Where does the string "number" appear in the records? Copy each line that holds it.
________________________
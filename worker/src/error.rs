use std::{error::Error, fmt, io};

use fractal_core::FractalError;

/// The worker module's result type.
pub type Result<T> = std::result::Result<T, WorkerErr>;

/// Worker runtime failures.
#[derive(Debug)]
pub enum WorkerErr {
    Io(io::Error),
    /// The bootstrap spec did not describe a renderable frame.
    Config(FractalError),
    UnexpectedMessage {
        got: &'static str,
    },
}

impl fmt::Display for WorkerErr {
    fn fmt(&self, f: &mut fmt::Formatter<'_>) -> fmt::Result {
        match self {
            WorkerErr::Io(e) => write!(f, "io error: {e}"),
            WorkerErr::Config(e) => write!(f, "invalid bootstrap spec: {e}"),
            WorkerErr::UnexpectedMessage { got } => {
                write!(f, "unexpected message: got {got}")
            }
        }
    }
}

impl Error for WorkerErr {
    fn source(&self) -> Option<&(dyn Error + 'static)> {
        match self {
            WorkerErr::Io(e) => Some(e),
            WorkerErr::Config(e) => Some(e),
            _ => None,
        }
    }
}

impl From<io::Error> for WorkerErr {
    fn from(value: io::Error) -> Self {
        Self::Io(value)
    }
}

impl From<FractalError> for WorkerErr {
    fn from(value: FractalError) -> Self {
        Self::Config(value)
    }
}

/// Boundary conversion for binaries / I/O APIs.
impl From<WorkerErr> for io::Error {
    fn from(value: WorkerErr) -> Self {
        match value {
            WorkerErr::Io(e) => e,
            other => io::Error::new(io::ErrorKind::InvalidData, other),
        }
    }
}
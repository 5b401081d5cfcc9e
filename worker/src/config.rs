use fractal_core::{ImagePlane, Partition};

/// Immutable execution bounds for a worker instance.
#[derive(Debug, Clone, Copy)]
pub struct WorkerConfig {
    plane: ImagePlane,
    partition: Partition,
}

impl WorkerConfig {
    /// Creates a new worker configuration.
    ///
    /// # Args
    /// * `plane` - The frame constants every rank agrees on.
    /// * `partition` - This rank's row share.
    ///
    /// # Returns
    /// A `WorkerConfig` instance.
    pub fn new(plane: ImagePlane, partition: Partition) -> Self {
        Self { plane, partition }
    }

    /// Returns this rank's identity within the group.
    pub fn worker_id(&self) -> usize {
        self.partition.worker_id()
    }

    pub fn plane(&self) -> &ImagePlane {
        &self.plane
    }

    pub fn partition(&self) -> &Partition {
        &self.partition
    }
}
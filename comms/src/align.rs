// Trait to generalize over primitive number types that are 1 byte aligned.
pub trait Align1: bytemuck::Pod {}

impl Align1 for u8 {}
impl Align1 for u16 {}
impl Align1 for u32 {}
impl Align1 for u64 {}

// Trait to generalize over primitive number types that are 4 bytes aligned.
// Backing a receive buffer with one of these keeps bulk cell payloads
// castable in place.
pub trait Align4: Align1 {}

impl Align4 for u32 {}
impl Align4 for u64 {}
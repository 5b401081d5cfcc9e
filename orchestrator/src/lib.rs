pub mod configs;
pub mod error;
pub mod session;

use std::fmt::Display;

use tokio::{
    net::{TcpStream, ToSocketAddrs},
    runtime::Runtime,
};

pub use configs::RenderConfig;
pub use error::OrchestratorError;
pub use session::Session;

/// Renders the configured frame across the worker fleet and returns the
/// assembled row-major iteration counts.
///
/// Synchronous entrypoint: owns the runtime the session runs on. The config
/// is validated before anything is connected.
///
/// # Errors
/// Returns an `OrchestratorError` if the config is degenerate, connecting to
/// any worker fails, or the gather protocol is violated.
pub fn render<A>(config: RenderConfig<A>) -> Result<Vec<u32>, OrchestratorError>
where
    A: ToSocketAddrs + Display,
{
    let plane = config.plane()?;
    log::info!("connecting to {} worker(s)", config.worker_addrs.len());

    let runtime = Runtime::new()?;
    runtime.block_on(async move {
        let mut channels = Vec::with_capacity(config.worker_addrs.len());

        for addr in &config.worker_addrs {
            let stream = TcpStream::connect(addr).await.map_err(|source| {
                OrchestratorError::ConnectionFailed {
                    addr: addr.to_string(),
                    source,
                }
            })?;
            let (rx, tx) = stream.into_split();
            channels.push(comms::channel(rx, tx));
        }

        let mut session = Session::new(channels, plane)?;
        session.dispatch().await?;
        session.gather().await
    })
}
________________________
* [Answer for this exercise]:
// Trait to generalize over primitive number types that are 1 byte aligned.
// Trait to generalize over primitive number types that are 4 bytes aligned.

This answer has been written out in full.